Wayne DeSutter

No. 71
- Position: Offensive tackle

Personal information
- Born: May 17, 1944 Geneseo, Illinois, U.S.
- Died: June 8, 2025 (aged 81) Columbus, Ohio, U.S.
- Listed height: 6 ft 4 in (1.93 m)
- Listed weight: 255 lb (116 kg)

Career information
- High school: Atkinson (Atkinson, Illinois)
- College: Illinois (1962); Western Illinois (1963–1965);
- NFL draft: 1966 (6th round, 87th overall pick)
- AFL draft: 1966 (12th round, 109th overall pick)

Career history
- Buffalo Bills (1966);

Career AFL statistics
- Games played: 14
- Stats at Pro Football Reference

= Wayne DeSutter =

American football player (1944–2025)

Wayne DeSutter (May 17, 1944 – June 8, 2025) was an American professional football player who was a tackle for the Buffalo Bills of the American Football League (AFL) in 1966.

==Biography==
DeSutter played college football for the Western Illinois Leathernecks. He was inducted into the WIU Athletics Hall of Fame in 1986.
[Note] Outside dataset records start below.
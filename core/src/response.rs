//! Response interpretation: expected status → typed value, anything else →
//! structured error.
//!
//! # Design
//! The body arrives fully drained, so every path here works on owned bytes
//! and no exit can leave a connection half-read. An error response whose body
//! is not a problem-details envelope becomes `UnexpectedServerError`, kept
//! apart from both decoded API errors and success-body decode failures.

use serde::de::DeserializeOwned;
use tracing::{debug, warn};

use crate::error::{ApiError, RegistryError, Result};
use crate::http::HttpResponse;
use crate::types::{ArtifactContent, ArtifactType};

/// Header carrying the schema type of fetched content.
pub const ARTIFACT_TYPE_HEADER: &str = "X-Registry-ArtifactType";

/// Decode the body into `T` when the status matches.
pub fn interpret<T: DeserializeOwned>(response: HttpResponse, expected: u16) -> Result<T> {
    check_status(&response, expected)?;
    serde_json::from_slice(&response.body).map_err(RegistryError::Decode)
}

/// Accept the expected status and ignore any body.
pub fn interpret_empty(response: HttpResponse, expected: u16) -> Result<()> {
    check_status(&response, expected)
}

/// Return the raw body text with the artifact type announced in the
/// `X-Registry-ArtifactType` header.
pub fn interpret_content(response: HttpResponse, expected: u16) -> Result<ArtifactContent> {
    check_status(&response, expected)?;
    let artifact_type = artifact_type_header(&response)?;
    let content = String::from_utf8_lossy(&response.body).into_owned();
    Ok(ArtifactContent {
        content,
        artifact_type,
    })
}

fn artifact_type_header(response: &HttpResponse) -> Result<ArtifactType> {
    let value = response.header(ARTIFACT_TYPE_HEADER);
    value
        .and_then(|v| v.trim().parse().ok())
        .ok_or_else(|| RegistryError::InvalidArtifactType {
            value: value.map(str::to_string),
        })
}

/// Map a status other than `expected` to an API error, or to
/// `UnexpectedServerError` when the body is not a problem-details envelope.
fn check_status(response: &HttpResponse, expected: u16) -> Result<()> {
    debug!(status = response.status, expected, "registry response");
    if response.status == expected {
        return Ok(());
    }
    match serde_json::from_slice::<ApiError>(&response.body) {
        Ok(mut api_error) => {
            if api_error.status == 0 {
                api_error.status = response.status;
            }
            Err(RegistryError::Api(api_error))
        }
        Err(source) => {
            warn!(status = response.status, error = %source, "undecodable error response");
            Err(RegistryError::UnexpectedServerError {
                status: response.status,
                source,
            })
        }
    }
}

#[cfg(test)]
mod tests {
    use super::*;
    use crate::types::{ArtifactVersionListResponse, Rule};

    #[test]
    fn decodes_expected_status() {
        let response = HttpResponse::new(200, r#"["VALIDITY","COMPATIBILITY"]"#);
        let rules: Vec<Rule> = interpret(response, 200).unwrap();
        assert_eq!(rules, vec![Rule::Validity, Rule::Compatibility]);
    }

    #[test]
    fn not_found_becomes_api_error() {
        let response = HttpResponse::new(404, r#"{"status":404,"title":"Not found"}"#);
        let err = interpret::<ArtifactVersionListResponse>(response, 200).unwrap_err();
        let api = err.api_error().expect("api error");
        assert_eq!(api.status, 404);
        assert_eq!(api.title, "Not found");
    }

    #[test]
    fn missing_status_is_taken_from_response() {
        let response = HttpResponse::new(409, r#"{"title":"Conflict","detail":"exists"}"#);
        let err = interpret_empty(response, 204).unwrap_err();
        assert_eq!(err.status(), Some(409));
    }

    #[test]
    fn envelope_status_wins_over_response_status() {
        let response = HttpResponse::new(500, r#"{"status":409,"title":"Conflict"}"#);
        let err = interpret_empty(response, 204).unwrap_err();
        assert_eq!(err.status(), Some(409));
    }

    #[test]
    fn non_json_error_body_is_unexpected_server_error() {
        let response = HttpResponse::new(500, "<html>gateway exploded</html>");
        let err = interpret::<Vec<Rule>>(response, 200).unwrap_err();
        assert!(matches!(err, RegistryError::UnexpectedServerError { status: 500, .. }));
        assert!(err.api_error().is_none());
    }

    #[test]
    fn empty_error_body_is_unexpected_server_error() {
        let err = interpret_empty(HttpResponse::new(405, ""), 204).unwrap_err();
        assert!(matches!(err, RegistryError::UnexpectedServerError { status: 405, .. }));
    }

    #[test]
    fn bad_success_body_is_decode_error() {
        let err = interpret::<Vec<Rule>>(HttpResponse::new(200, "not json"), 200).unwrap_err();
        assert!(matches!(err, RegistryError::Decode(_)));
        assert!(err.to_string().starts_with("failed to parse response body"));
    }

    #[test]
    fn empty_success_ignores_body() {
        assert!(interpret_empty(HttpResponse::new(204, ""), 204).is_ok());
    }

    #[test]
    fn success_with_other_2xx_is_still_an_error() {
        let err = interpret_empty(HttpResponse::new(200, "{}"), 204).unwrap_err();
        assert_eq!(err.status(), Some(200));
    }

    #[test]
    fn content_pairs_body_with_header_type() {
        let response = HttpResponse::new(200, r#"{"a":"1"}"#).with_header(ARTIFACT_TYPE_HEADER, "JSON");
        let content = interpret_content(response, 200).unwrap();
        assert_eq!(content.content, r#"{"a":"1"}"#);
        assert_eq!(content.artifact_type, ArtifactType::Json);
    }

    #[test]
    fn content_with_unknown_type_fails_locally() {
        let response = HttpResponse::new(200, r#"{"a":"1"}"#).with_header(ARTIFACT_TYPE_HEADER, "BOGUS");
        let err = interpret_content(response, 200).unwrap_err();
        match err {
            RegistryError::InvalidArtifactType { value } => assert_eq!(value.as_deref(), Some("BOGUS")),
            other => panic!("unexpected error: {other:?}"),
        }
    }

    #[test]
    fn content_without_header_fails_locally() {
        let err = interpret_content(HttpResponse::new(200, "syntax = \"proto3\";"), 200).unwrap_err();
        assert!(matches!(err, RegistryError::InvalidArtifactType { value: None }));
    }

    #[test]
    fn content_error_status_skips_header_check() {
        let response = HttpResponse::new(404, r#"{"status":404,"title":"Not found"}"#);
        let err = interpret_content(response, 200).unwrap_err();
        assert_eq!(err.status(), Some(404));
    }
}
DeSutter was selected in the sixth round of the 1966 NFL draft by the Detroit Lions. He chose to play for the Bills, who picked him in the 12th round of the AFL draft.

Following his one season in the AFL, DeSutter served in the Illinois National Guard. Starting in 1970, he began a 34-year career in education as a teacher, athletic director and football coach. He was inducted into the Illinois High School Football Coaches Association Hall of Fame in 1993.

DeSutter was the coach at Plainfield High School in 1990 and had just called afternoon practice when five minutes later with the players huddled inside an F5 tornado ripped through the high school on August 28, 1990. DeSutter was inducted into the inaugural class of the school's Athletic Hall of Fame in 2018.

DeSutter died in Columbus, Ohio on June 8, 2025, at the age of 81.